**EXERCISE DATA:**
⁂
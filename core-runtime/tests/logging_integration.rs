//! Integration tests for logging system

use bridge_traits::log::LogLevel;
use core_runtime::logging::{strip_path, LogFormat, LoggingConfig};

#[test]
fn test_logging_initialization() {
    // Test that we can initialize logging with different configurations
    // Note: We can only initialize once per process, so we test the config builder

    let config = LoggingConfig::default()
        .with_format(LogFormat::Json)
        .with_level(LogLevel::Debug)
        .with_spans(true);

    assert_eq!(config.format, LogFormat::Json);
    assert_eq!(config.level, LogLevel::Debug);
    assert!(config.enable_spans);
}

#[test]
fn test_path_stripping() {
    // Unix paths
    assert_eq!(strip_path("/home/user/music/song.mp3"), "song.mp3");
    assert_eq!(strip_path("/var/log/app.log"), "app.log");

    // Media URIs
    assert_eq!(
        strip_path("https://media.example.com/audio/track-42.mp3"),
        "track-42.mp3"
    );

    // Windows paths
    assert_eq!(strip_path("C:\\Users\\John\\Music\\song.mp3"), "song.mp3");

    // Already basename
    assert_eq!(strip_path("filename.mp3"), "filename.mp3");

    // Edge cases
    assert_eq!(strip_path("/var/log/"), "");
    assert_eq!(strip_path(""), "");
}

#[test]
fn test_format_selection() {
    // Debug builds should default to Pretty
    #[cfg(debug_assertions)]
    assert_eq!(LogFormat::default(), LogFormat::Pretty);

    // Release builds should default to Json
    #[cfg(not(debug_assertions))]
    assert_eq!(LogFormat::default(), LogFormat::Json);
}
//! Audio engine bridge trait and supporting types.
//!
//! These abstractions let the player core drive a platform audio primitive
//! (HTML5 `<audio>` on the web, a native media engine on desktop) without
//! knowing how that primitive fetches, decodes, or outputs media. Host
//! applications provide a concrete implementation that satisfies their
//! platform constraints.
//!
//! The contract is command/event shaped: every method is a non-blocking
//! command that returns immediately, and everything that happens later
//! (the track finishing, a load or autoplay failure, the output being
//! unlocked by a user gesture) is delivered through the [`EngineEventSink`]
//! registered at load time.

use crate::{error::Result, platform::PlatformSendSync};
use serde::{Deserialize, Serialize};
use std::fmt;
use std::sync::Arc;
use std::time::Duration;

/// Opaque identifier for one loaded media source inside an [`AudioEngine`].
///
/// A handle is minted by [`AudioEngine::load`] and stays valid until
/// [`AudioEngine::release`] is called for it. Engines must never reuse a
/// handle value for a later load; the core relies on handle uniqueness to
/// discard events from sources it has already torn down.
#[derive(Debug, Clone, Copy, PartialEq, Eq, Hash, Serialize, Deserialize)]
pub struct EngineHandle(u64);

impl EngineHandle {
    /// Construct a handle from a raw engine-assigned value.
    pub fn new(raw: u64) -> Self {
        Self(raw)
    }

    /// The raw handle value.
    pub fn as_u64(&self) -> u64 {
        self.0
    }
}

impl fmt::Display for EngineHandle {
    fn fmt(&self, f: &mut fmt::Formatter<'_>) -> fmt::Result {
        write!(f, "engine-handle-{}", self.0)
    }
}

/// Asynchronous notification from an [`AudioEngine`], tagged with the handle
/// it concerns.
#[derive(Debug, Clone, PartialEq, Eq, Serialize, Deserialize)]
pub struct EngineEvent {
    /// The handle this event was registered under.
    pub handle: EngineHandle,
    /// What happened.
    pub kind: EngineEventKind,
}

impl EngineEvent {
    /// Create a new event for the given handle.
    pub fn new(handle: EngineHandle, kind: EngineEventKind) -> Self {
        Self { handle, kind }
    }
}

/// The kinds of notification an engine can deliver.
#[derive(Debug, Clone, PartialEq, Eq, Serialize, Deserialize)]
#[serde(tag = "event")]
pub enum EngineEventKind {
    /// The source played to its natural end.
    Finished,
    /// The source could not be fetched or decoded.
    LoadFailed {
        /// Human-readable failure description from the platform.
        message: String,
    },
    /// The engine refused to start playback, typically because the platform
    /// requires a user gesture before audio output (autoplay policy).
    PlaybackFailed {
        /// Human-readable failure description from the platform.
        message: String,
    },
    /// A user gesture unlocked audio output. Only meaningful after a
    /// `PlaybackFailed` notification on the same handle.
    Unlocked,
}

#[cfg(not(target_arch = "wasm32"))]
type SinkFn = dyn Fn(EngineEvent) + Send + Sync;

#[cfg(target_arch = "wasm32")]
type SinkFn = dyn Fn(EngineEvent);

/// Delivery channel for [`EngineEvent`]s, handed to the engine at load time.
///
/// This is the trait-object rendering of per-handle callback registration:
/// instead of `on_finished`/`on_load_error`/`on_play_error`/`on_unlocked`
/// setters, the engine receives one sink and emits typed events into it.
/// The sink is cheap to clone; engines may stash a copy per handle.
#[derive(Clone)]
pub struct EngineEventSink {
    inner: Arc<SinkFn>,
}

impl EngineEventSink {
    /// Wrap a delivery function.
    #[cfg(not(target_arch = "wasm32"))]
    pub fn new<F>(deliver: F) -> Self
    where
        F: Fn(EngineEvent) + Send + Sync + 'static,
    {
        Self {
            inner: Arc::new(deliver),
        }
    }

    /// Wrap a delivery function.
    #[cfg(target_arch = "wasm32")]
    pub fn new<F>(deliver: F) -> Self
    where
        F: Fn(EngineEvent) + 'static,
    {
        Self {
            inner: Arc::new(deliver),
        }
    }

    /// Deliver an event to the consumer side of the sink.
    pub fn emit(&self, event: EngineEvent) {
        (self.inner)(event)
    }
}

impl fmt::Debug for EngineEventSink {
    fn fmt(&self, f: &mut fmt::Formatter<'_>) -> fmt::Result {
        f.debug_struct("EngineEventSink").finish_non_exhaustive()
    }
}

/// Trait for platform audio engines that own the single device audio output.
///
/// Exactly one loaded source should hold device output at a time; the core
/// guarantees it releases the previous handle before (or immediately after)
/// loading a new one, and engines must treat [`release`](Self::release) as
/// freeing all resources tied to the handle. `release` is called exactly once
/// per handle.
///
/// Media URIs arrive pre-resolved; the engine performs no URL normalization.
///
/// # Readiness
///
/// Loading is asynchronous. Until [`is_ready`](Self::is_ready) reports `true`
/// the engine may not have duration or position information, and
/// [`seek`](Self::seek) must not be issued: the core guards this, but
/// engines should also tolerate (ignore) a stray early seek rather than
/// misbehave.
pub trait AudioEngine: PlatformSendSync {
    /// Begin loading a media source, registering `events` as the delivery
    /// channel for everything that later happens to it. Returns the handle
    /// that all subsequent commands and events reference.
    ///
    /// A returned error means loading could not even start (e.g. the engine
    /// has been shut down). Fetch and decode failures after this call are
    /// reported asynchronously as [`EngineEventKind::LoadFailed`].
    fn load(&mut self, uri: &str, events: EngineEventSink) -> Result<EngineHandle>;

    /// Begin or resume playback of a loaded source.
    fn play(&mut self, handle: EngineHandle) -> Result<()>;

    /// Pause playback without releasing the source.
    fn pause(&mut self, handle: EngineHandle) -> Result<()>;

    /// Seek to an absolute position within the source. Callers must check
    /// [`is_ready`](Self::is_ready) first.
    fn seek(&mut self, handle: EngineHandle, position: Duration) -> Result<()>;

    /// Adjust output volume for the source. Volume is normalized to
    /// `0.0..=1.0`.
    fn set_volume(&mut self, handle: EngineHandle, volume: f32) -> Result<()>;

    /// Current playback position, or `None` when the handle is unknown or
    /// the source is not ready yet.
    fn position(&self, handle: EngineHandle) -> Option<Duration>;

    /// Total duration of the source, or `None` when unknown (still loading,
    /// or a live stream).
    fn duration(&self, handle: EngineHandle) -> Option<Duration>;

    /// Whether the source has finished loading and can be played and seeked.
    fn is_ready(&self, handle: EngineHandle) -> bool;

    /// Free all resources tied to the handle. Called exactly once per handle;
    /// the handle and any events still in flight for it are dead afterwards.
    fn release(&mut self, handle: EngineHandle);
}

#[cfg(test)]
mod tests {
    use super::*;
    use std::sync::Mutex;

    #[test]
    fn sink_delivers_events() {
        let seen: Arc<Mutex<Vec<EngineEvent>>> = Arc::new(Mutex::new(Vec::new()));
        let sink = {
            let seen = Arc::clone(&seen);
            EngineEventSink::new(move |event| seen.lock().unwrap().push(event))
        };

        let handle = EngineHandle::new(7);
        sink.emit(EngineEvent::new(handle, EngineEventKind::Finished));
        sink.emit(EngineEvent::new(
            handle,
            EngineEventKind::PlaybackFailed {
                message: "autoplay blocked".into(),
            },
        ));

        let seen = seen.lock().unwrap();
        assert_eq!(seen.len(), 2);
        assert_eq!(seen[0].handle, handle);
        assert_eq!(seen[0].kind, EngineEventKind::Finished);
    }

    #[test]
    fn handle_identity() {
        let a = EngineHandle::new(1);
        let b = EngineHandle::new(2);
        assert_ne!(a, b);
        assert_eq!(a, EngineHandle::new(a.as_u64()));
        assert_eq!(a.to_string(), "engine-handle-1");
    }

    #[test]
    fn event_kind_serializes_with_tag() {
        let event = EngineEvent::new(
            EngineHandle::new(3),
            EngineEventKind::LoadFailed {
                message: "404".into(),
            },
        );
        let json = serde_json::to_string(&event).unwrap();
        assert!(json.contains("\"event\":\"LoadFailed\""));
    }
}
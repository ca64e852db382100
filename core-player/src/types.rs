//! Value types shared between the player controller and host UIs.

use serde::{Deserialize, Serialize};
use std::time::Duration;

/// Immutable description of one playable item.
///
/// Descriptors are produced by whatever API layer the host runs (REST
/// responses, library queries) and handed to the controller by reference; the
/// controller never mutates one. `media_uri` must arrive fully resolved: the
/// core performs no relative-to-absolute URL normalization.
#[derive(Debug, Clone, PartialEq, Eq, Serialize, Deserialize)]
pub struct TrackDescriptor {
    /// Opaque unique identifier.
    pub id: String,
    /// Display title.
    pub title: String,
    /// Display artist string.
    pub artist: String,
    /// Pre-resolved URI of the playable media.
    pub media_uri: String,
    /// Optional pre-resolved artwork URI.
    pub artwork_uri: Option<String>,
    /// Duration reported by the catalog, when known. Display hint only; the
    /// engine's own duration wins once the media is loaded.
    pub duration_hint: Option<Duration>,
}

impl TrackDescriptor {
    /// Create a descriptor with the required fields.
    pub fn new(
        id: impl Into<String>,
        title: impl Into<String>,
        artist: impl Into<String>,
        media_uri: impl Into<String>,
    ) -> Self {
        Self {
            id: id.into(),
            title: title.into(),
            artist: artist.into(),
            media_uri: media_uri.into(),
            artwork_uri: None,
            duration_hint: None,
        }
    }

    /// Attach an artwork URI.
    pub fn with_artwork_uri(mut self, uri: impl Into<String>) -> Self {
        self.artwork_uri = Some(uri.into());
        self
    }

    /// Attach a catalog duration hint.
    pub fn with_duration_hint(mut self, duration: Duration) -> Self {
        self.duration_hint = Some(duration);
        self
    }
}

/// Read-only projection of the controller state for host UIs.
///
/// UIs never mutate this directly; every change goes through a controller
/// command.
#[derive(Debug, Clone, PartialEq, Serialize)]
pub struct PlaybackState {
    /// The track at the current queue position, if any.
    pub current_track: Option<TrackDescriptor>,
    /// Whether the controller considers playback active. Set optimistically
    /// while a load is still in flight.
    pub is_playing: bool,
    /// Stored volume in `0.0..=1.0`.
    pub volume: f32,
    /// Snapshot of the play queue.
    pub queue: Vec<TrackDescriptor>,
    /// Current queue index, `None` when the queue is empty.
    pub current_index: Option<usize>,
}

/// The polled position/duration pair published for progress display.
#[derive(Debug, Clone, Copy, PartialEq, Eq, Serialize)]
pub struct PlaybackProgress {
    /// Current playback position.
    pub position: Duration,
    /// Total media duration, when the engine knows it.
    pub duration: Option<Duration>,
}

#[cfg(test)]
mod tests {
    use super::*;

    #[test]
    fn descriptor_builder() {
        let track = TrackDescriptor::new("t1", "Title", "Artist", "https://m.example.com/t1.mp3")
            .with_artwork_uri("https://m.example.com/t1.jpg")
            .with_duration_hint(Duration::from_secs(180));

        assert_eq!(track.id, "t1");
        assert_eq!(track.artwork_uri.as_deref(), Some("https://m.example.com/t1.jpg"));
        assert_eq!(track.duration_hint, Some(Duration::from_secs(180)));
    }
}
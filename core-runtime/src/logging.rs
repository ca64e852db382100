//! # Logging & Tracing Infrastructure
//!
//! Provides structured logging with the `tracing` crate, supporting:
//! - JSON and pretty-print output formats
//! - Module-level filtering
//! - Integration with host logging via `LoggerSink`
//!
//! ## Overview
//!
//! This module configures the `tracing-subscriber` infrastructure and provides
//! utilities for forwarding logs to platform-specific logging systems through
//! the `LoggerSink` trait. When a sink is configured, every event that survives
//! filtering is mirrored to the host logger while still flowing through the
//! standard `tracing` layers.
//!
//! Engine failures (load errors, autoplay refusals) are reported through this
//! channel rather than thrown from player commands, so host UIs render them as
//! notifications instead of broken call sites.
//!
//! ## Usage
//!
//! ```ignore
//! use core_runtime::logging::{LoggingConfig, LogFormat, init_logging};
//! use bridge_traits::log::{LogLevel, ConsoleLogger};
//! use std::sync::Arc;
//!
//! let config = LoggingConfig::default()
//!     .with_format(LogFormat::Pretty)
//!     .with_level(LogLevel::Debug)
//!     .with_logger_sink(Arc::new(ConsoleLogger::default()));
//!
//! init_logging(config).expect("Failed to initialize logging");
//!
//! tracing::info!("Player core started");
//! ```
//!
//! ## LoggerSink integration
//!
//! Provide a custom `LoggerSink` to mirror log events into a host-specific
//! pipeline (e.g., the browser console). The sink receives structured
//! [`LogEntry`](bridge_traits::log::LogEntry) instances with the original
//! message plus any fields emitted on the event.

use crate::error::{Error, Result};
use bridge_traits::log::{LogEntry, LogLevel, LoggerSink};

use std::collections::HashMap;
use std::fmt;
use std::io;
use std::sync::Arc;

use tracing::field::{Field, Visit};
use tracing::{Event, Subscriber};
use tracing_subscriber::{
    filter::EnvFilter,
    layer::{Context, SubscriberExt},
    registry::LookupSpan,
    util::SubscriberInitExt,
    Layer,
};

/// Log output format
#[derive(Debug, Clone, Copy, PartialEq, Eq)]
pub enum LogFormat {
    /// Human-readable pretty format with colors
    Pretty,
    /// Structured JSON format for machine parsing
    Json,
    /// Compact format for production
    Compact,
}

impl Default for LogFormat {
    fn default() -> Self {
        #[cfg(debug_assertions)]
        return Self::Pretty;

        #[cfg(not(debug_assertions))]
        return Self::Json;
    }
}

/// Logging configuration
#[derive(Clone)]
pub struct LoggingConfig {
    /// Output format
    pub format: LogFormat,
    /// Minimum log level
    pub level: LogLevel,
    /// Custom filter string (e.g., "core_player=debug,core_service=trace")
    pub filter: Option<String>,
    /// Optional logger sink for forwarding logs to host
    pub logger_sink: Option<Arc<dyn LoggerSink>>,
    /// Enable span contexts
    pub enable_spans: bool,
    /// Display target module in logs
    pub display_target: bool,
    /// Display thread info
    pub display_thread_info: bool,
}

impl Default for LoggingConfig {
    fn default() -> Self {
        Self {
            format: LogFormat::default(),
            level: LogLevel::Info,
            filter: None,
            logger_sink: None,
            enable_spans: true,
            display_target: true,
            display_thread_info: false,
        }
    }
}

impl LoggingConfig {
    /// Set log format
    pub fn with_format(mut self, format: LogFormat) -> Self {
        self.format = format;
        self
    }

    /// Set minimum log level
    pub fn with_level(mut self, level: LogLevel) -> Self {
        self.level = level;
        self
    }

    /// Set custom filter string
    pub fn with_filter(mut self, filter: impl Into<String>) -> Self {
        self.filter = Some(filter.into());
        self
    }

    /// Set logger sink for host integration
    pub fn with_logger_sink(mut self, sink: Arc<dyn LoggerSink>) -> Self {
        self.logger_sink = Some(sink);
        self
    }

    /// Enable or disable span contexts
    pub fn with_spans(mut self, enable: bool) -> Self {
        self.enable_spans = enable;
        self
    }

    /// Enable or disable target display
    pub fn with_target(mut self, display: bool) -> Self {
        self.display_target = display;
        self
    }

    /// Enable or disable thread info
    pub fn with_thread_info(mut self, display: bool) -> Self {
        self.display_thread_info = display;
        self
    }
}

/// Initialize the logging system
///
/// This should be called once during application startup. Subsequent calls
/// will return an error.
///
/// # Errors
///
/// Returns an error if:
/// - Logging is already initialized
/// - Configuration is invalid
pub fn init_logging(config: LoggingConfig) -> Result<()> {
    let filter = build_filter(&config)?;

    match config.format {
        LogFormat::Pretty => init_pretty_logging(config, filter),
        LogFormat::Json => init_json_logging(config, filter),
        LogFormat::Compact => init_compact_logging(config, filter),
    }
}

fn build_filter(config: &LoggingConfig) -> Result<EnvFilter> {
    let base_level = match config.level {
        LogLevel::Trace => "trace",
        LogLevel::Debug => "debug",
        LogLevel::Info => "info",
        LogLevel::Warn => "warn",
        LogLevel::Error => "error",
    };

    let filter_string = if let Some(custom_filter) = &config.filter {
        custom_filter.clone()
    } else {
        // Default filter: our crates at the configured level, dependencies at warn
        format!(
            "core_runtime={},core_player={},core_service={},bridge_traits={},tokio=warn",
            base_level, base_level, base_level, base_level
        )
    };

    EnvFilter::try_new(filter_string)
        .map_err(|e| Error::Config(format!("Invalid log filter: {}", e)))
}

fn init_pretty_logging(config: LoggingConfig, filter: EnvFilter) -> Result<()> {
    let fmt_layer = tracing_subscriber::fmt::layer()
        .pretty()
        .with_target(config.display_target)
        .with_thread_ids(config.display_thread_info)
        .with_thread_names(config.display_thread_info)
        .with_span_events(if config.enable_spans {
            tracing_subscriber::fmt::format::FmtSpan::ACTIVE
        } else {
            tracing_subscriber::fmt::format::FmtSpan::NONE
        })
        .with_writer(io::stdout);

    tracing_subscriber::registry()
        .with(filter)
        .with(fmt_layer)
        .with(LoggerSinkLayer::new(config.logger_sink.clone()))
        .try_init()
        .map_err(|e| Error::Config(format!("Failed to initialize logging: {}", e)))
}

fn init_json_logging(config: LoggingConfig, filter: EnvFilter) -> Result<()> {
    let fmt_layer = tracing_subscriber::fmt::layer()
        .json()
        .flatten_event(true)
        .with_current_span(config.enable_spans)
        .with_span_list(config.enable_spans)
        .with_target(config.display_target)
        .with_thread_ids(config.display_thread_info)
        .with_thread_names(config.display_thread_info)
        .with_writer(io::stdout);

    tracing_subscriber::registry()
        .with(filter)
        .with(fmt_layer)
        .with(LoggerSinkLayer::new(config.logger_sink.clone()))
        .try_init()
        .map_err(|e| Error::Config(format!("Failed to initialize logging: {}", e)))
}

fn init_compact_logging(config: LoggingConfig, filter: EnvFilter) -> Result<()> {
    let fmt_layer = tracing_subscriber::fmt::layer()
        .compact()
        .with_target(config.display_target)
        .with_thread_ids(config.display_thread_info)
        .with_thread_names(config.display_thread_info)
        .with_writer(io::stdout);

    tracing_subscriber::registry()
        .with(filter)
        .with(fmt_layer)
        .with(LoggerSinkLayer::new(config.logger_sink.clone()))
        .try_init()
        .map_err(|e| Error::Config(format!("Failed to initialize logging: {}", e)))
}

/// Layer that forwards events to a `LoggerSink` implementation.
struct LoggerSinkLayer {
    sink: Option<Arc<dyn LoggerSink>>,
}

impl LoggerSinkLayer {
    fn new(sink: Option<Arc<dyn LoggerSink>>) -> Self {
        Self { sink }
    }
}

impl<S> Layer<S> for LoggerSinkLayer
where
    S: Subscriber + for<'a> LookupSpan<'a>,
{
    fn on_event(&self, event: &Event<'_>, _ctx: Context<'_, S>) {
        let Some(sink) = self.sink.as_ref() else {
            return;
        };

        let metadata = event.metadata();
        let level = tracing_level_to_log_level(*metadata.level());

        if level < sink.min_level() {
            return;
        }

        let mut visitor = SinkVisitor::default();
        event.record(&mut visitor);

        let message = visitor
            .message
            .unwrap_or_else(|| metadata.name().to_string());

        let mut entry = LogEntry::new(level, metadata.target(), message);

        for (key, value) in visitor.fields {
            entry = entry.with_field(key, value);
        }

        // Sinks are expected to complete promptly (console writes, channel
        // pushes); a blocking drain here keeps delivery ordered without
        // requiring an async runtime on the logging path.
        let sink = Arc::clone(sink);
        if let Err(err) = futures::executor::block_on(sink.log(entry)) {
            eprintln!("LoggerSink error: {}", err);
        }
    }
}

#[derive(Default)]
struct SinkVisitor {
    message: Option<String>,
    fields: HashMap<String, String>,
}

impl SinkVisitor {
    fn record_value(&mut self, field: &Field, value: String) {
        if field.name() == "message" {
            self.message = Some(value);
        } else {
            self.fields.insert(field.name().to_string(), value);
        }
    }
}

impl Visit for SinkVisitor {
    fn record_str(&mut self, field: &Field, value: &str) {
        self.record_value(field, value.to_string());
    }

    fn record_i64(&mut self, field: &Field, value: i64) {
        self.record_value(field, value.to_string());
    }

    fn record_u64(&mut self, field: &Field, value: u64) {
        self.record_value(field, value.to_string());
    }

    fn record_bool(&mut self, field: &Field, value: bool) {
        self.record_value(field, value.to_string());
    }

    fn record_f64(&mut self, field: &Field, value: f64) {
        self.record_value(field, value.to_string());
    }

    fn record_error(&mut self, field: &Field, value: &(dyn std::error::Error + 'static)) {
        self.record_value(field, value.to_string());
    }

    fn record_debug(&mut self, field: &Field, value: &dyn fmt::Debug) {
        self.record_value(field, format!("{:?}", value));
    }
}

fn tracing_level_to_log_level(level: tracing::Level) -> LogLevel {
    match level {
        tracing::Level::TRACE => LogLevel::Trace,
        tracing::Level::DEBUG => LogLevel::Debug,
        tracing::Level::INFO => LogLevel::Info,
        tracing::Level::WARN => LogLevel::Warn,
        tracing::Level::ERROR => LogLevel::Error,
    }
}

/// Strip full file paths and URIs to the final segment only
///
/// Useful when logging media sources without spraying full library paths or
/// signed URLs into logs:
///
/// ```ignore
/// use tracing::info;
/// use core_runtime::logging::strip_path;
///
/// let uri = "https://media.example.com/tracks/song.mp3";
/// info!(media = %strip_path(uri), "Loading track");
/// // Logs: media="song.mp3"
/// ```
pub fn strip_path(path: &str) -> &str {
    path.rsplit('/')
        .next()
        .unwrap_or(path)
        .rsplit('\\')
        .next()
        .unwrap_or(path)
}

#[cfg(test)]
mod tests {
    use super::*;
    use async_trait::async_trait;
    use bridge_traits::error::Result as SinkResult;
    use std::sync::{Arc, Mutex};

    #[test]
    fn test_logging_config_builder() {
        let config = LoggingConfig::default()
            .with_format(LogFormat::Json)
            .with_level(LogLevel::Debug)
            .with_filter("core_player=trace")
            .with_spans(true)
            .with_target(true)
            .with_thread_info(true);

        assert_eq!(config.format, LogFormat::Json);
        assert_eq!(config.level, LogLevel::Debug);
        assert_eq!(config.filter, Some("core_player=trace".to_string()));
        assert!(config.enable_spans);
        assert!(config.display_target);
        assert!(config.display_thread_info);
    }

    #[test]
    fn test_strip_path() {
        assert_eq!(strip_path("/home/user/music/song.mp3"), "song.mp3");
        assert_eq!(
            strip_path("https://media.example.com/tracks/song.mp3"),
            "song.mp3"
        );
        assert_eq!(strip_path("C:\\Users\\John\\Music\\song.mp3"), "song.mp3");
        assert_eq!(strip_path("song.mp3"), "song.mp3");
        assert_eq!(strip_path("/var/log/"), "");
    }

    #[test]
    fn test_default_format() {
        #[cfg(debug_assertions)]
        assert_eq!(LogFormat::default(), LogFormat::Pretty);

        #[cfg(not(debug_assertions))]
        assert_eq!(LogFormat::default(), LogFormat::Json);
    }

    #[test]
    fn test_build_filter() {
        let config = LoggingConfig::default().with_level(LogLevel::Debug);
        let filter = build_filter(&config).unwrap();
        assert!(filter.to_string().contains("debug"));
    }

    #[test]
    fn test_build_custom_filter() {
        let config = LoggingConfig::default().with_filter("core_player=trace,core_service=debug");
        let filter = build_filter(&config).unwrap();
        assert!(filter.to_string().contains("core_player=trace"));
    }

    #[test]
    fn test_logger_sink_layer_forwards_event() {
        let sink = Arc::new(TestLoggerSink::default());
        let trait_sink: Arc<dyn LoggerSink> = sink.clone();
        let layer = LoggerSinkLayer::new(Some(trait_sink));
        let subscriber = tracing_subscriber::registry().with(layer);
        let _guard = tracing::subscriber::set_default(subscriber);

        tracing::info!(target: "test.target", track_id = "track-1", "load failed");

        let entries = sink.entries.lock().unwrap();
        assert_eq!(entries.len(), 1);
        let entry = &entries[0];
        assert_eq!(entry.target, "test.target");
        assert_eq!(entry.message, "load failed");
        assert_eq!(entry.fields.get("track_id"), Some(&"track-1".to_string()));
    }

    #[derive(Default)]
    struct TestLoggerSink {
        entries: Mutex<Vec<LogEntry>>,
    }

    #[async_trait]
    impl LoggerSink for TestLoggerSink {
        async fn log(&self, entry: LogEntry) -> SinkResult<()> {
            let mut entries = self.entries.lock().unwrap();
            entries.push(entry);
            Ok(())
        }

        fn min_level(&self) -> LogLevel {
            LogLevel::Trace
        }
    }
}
⁂
Return each line of the material in which the string "song" can be found.

    assert_eq!(strip_path("/home/user/music/song.mp3"), "song.mp3");
    assert_eq!(strip_path("C:\\Users\\John\\Music\\song.mp3"), "song.mp3");
/// let uri = "https://media.example.com/tracks/song.mp3";
/// // Logs: media="song.mp3"
        assert_eq!(strip_path("/home/user/music/song.mp3"), "song.mp3");
            strip_path("https://media.example.com/tracks/song.mp3"),
            "song.mp3"
        assert_eq!(strip_path("C:\\Users\\John\\Music\\song.mp3"), "song.mp3");
        assert_eq!(strip_path("song.mp3"), "song.mp3");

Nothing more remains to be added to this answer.